** The task **
Write out exactly the first lines of the listing, ending on the line that contains "use tokio::sync::mpsc::UnboundedReceiver;".
Dataset extract START
//
// Copyright (c) The Holo Core Contributors
//
// SPDX-License-Identifier: MIT
//

mod config;

use clap::{App, Arg};
use config::{Config, LoggingFileRotation, LoggingFmtStyle};
use isisd::instance::Instance;
use isisd::southbound::rx::process_iface_update;
use isisd::tasks::messages::ProtocolOutputMsg;
use isisd_northbound::configuration::Datastore;
use isisd_utils::southbound::{InterfaceFlags, InterfaceUpdateMsg};
use isisd_yang::data::DataTree;
use tokio::sync::mpsc::UnboundedReceiver;
use tracing::level_filters::LevelFilter;
use tracing::{debug, error, info};
use tracing_appender::rolling;
use tracing_subscriber::Layer;
use tracing_subscriber::prelude::*;

fn init_tracing(config: &config::Logging) {
    // Enable logging to journald.
    let journald = config.journald.enabled.then(|| {
        tracing_journald::layer().expect("couldn't connect to journald")
    });

    // Enable logging to a file.
    let file = config.file.enabled.then(|| {
        let file_appender = match config.file.rotation {
            LoggingFileRotation::Never => {
                rolling::never(&config.file.dir, &config.file.name)
            }
            LoggingFileRotation::Hourly => {
                rolling::hourly(&config.file.dir, &config.file.name)
            }
            LoggingFileRotation::Daily => {
                rolling::daily(&config.file.dir, &config.file.name)
            }
        };

        let log_level_filter = LevelFilter::from_level(tracing::Level::TRACE);
        let layer = tracing_subscriber::fmt::layer()
            .with_writer(file_appender)
            .with_target(false)
            .with_thread_ids(config.file.fmt.show_thread_id)
            .with_file(config.file.fmt.show_source)
            .with_line_number(config.file.fmt.show_source)
            .with_ansi(config.file.fmt.colors);
        let layer = match config.file.fmt.style {
            LoggingFmtStyle::Compact => layer.compact().boxed(),
            LoggingFmtStyle::Full => layer.boxed(),
            LoggingFmtStyle::Json => layer.json().boxed(),
            LoggingFmtStyle::Pretty => layer.pretty().boxed(),
        };
        layer.with_filter(log_level_filter)
    });

    // Enable logging to stdout.
    let stdout = config.stdout.enabled.then(|| {
        let log_level_filter = LevelFilter::from_level(tracing::Level::TRACE);
        let layer = tracing_subscriber::fmt::layer()
            .with_target(false)
            .with_thread_ids(config.stdout.fmt.show_thread_id)
            .with_file(config.stdout.fmt.show_source)
            .with_line_number(config.stdout.fmt.show_source)
            .with_ansi(config.stdout.fmt.colors);
        let layer = match config.stdout.fmt.style {
            LoggingFmtStyle::Compact => layer.compact().boxed(),
            LoggingFmtStyle::Full => layer.boxed(),
            LoggingFmtStyle::Json => layer.json().boxed(),
            LoggingFmtStyle::Pretty => layer.pretty().boxed(),
        };
        layer.with_filter(log_level_filter)
    });

    let env_filter = tracing_subscriber::EnvFilter::builder()
        .with_default_directive("isisd=debug".parse().unwrap())
        .from_env_lossy();
    tracing_subscriber::registry()
        .with(env_filter)
        .with(journald)
        .with(file)
        .with(stdout)
        .init();
}

// Seeds the interface table with the interfaces listed in the daemon
// configuration.
fn init_interfaces(instance: &mut Instance, config: &config::System) {
    for iface in &config.interfaces {
        let mut flags = InterfaceFlags::empty();
        if iface.operative {
            flags.insert(InterfaceFlags::OPERATIVE);
        }
        if iface.loopback {
            flags.insert(InterfaceFlags::LOOPBACK);
        } else {
            flags.insert(InterfaceFlags::BROADCAST);
        }

        let msg = InterfaceUpdateMsg {
            ifname: iface.name.clone(),
            vrf: iface.vrf.clone(),
            flags,
        };
        if let Err(error) = process_iface_update(instance, msg) {
            error.log();
        }
    }
}

// Commits a configuration snapshot read from a JSON file.
fn commit_file(datastore: &mut Datastore<Instance>, path: &str) {
    let data = match std::fs::read_to_string(path) {
        Ok(data) => data,
        Err(error) => {
            error!(%path, %error, "failed to read configuration file");
            return;
        }
    };
    let candidate = match DataTree::from_json_str(&data) {
        Ok(candidate) => candidate,
        Err(error) => {
            error!(%path, %error, "failed to parse configuration file");
            return;
        }
    };

    match datastore.commit(candidate) {
        Ok(report) => {
            info!(
                %path,
                changes = report.changes,
                errors = report.errors.len(),
                "configuration committed"
            );
        }
        Err(error) => {
            error.log();
        }
    }
}

// Stand-in for the LSDB, SPF and PDU I/O tasks: logs every request handed
// off by the instance.
async fn protocol_output(
    mut protocol_output_rx: UnboundedReceiver<ProtocolOutputMsg>,
) {
    while let Some(msg) = protocol_output_rx.recv().await {
        debug!(?msg, "protocol request");
    }
}

fn build_version() -> String {
    const VERSION: &str = env!("CARGO_PKG_VERSION");
    match rustc_tools_util::get_version_info!().commit_hash {
        Some(hash) => format!("{VERSION} ({hash})"),
        None => VERSION.to_owned(),
    }
}

// ===== main =====

fn main() {
    // Parse command-line parameters.
    let matches = App::new("IS-IS configuration daemon")
        .version(build_version().as_str())
        .arg(
            Arg::with_name("config")
                .short("c")
                .long("config")
                .value_name("file")
                .help("Specify an alternative configuration file."),
        )
        .arg(
            Arg::with_name("snapshots")
                .value_name("snapshot")
                .multiple(true)
                .help("JSON configuration snapshots, committed in order."),
        )
        .get_matches();

    // Read configuration file.
    let config_file = matches.value_of("config");
    let config = Config::load(config_file);
    let snapshots = matches
        .values_of("snapshots")
        .map(|values| values.map(str::to_owned).collect::<Vec<_>>())
        .unwrap_or_default();

    // Initialize tracing.
    init_tracing(&config.logging);

    // We're ready to go!
    info!("starting up");

    tokio::runtime::Builder::new_multi_thread()
        .enable_all()
        .build()
        .expect("failed to create async runtime")
        .block_on(async {
            let (mut instance, protocol_output_rx) = Instance::with_channels();
            let output_task =
                tokio::task::spawn(protocol_output(protocol_output_rx));

            init_interfaces(&mut instance, &config.system);

            let mut datastore = Datastore::new(instance);
            for path in &snapshots {
                commit_file(&mut datastore, path);
            }

            // Closing the instance channels terminates the output task.
            drop(datastore);
            let _ = output_task.await;
        });

    info!("exiting");
}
Dataset extract END
** Written response **
//
// Copyright (c) The Holo Core Contributors
//
// SPDX-License-Identifier: MIT
//

mod config;

use clap::{App, Arg};
use config::{Config, LoggingFileRotation, LoggingFmtStyle};
use isisd::instance::Instance;
use isisd::southbound::rx::process_iface_update;
use isisd::tasks::messages::ProtocolOutputMsg;
use isisd_northbound::configuration::Datastore;
use isisd_utils::southbound::{InterfaceFlags, InterfaceUpdateMsg};
use isisd_yang::data::DataTree;
use tokio::sync::mpsc::UnboundedReceiver;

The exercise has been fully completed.